# AC motors of the future



## lithiumlogic (Aug 24, 2011)

Power = Voltage x Amps, higher voltage isn't the only way to go.

More amps requires more copper, more voltage requires more insulation (plastic). Plastic is a lot cheaper than copper, so OEMs who want to nickel and dime every last cent will go for higher voltages, they have the automated assembly lines to deal with the many series connections and the R&D budget to throw on a huge BMS. You even save a tiny bit of weight on the wiring, with higher voltages and lower currents, but hardly anything compared to the weight of the vehicle and batteries - not enough to increase your range any.
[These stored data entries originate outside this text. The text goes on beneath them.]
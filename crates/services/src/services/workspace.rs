use std::path::{Path, PathBuf};

use tracing::info;

use super::{
    config::GitSettings,
    git_cli::{EXIT_REMOTE_EXISTS, GitCli, GitCliError, RunOpts},
};

/// What [`WorkingCopy::prepare`] should do beyond ensuring the clone exists.
#[derive(Debug, Clone, Copy)]
pub struct PrepareOpts {
    pub fetch: bool,
    pub checkout: bool,
}

/// A worker-owned on-disk clone of the main repository.
///
/// All repositories are materialized inside this single clone: the main
/// repository is `origin`, every other repo is registered as an extra
/// remote named after it. The copy is created lazily on first use and
/// never deleted by the engine. Exactly one worker owns it; nothing here
/// synchronizes concurrent access because the per-worker paths are
/// disjoint by construction.
pub struct WorkingCopy {
    git: GitCli,
    settings: GitSettings,
    worker_id: usize,
    path: PathBuf,
}

impl WorkingCopy {
    pub fn new(git: GitCli, settings: GitSettings, worker_id: usize) -> Self {
        let path = settings.working_copy_path(worker_id);
        Self {
            git,
            settings,
            worker_id,
            path,
        }
    }

    pub fn path(&self) -> &Path {
        &self.path
    }

    pub fn git(&self) -> &GitCli {
        &self.git
    }

    pub fn worker_id(&self) -> usize {
        self.worker_id
    }

    pub fn main_branch(&self) -> &str {
        &self.settings.main_branch
    }

    /// The remote tracking ref of the integration branch.
    pub fn mainline_ref(&self) -> String {
        self.settings.mainline_ref()
    }

    fn run_opts(&self) -> RunOpts {
        RunOpts::in_dir(&self.path)
    }

    /// Resolve the remote name a logical repository maps to. The main
    /// repository and the logical name `mainline` alias to `origin`.
    pub fn remote_for(&self, repo: &str) -> String {
        if repo == self.settings.main_repository || repo == "mainline" {
            "origin".to_string()
        } else {
            repo.to_string()
        }
    }

    /// Make the working copy ready for `repo`/`branch`: clone the main
    /// repository if missing, optionally fetch the branch (registering the
    /// repo as a remote on first use), optionally reset-clean and check
    /// the branch out with submodules synchronized.
    pub async fn prepare(
        &self,
        repo: &str,
        branch: &str,
        opts: PrepareOpts,
    ) -> Result<(), GitCliError> {
        let remote = self.remote_for(repo);
        self.clone_if_missing().await?;
        if opts.fetch {
            self.register_and_fetch(&remote, branch).await?;
        }
        if opts.checkout {
            self.checkout_clean(&remote, branch).await?;
        }
        Ok(())
    }

    async fn clone_if_missing(&self) -> Result<(), GitCliError> {
        if self.path.is_dir() {
            return Ok(());
        }
        let mut args = vec![
            "clone".to_string(),
            self.settings
                .repository_url(&self.settings.main_repository),
        ];
        if self.settings.use_local_mirror && self.settings.local_mirror.is_dir() {
            args.push("--reference".to_string());
            args.push(self.settings.local_mirror.display().to_string());
        }
        args.push(self.path.display().to_string());

        // Will take time on a large repository.
        info!(
            worker_id = self.worker_id,
            path = %self.path.display(),
            "cloning main repository"
        );
        self.git.run(args, &RunOpts::default()).await?;
        Ok(())
    }

    async fn register_and_fetch(&self, remote: &str, branch: &str) -> Result<(), GitCliError> {
        let url = self.settings.repository_url(remote);
        match self
            .git
            .run(["remote", "add", remote, url.as_str()], &self.run_opts())
            .await
        {
            Ok(_) => {}
            Err(err)
                if err
                    .exit_code()
                    .is_some_and(|code| EXIT_REMOTE_EXISTS.contains(&code)) => {}
            Err(err) => return Err(err),
        }

        // The explicit refspec lets updates of the same ref advance the
        // local tracking ref even on non-fast-forward moves.
        let refspec = format!("+refs/heads/{branch}:refs/remotes/{remote}/{branch}");
        self.git
            .run(
                ["fetch", "--prune", remote, refspec.as_str()],
                &self.run_opts(),
            )
            .await?;
        Ok(())
    }

    async fn checkout_clean(&self, remote: &str, branch: &str) -> Result<(), GitCliError> {
        self.git
            .run(["reset", "--hard", "HEAD"], &self.run_opts())
            .await?;
        self.git.run(["clean", "-fdfx"], &self.run_opts()).await?;
        let full_branch = format!("{remote}/{branch}");
        self.git
            .run(["checkout", full_branch.as_str()], &self.run_opts())
            .await?;
        self.git
            .run(["submodule", "--quiet", "sync"], &self.run_opts())
            .await?;
        self.git
            .run(["submodule", "--quiet", "update", "--init"], &self.run_opts())
            .await?;
        Ok(())
    }

    pub async fn rev_parse(&self, rev: &str) -> Result<String, GitCliError> {
        let out = self.git.run(["rev-parse", rev], &self.run_opts()).await?;
        Ok(out.stdout.trim().to_string())
    }

    pub async fn checkout(&self, rev: &str) -> Result<(), GitCliError> {
        self.git.run(["checkout", rev], &self.run_opts()).await?;
        Ok(())
    }

    pub async fn create_branch_from(&self, name: &str, start: &str) -> Result<(), GitCliError> {
        self.git
            .run(["checkout", start, "-b", name], &self.run_opts())
            .await?;
        Ok(())
    }

    pub async fn delete_branch(&self, name: &str) -> Result<(), GitCliError> {
        self.git
            .run(["branch", "-D", name], &self.run_opts())
            .await?;
        Ok(())
    }

    /// Hard-reset to `rev` and bring submodules back in line with it.
    pub async fn reset_to(&self, rev: &str) -> Result<(), GitCliError> {
        self.git
            .run(["reset", "--hard", rev], &self.run_opts())
            .await?;
        self.git
            .run(["submodule", "--quiet", "sync"], &self.run_opts())
            .await?;
        self.git
            .run(["submodule", "--quiet", "update"], &self.run_opts())
            .await?;
        Ok(())
    }

    pub async fn merge_base(&self, a: &str, b: &str) -> Result<String, GitCliError> {
        let out = self.git.run(["merge-base", a, b], &self.run_opts()).await?;
        Ok(out.stdout.trim().to_string())
    }
}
For the DIY, more amps would be easier and safer. Those HPEVs kits are nice but they're limited by the curtis controllers. If EVNETICS came out with a 2000AMP 130Volt AC controller for those HPEVS motors I'd be very happy!

That video shows just how dangerous 2000V is even with only smoke alarm batteries behind it. I know "it's the current that kills you", well it only takes 20ma across the chest to stop your heart (about enough to light up an LED), well, newsflash, even those 9V batteries can manage 10 times that! You can see how far the arc can jump at those voltages, a small imperfection in the insulation on those flyleads that guy was holding, the insulation breaks down and it arcs right through him.


----------



## Ivansgarage (Sep 3, 2011)

Are you talking some thing like this.

Perm motors,axial flux and reinhart controllers 1000 ft lbs 500 hp

http://renovomotors.com/the-coupe/


Ivan


----------



## onegreenev (May 18, 2012)

> The HPEVS stuff is cool in that it is available; and it's nice the inverter is as configurable as it is; but we are right back(power wise) in the days of an Advanced DC 9" motor and a 500 amp curtis controller. The HPEVS stuff just isn't taking us to the next level.


The HPEVS is to help build the everyman cars or conversions. In the end the main use of a vehicle is to get to work and back and to do some errands. Its not about going to the race track. If you want a race car there are plenty of component available to make killer electric race cars. So yes the HPEVS motors do have a wide place in the market. Even for some that can do some pretty impressive things like the AC-35 dual or even taking two AC-50 motors and coupling them to the dual motor adaptor from Rebirth Auto for the VW/Porsche. What a killer application. 

Its nice to see some of those mega million dollar cars but they are not terrible practical for daily use. Daily use is where I am at. Not the track or mega buck impractical vehicles.


----------



## racunniff (Jan 14, 2009)

lithiumlogic said:


> That video shows just how dangerous 2000V is even with only smoke alarm batteries behind it. I know "it's the current that kills you", well it only takes 20ma across the chest to stop your heart (about enough to light up an LED), well, newsflash, even those 9V batteries can manage 10 times that! You can see how far the arc can jump at those voltages, a small imperfection in the insulation on those flyleads that guy was holding, the insulation breaks down and it arcs right through him.


Yep. 2000V is crazy high voltage. Our day-to-day insulators are *not* very good insulators at that voltage level. I sure hope he was wearing welding glasses and sunscreen as he made those arcs. If not, he's begging for cataracts and flash burns.


----------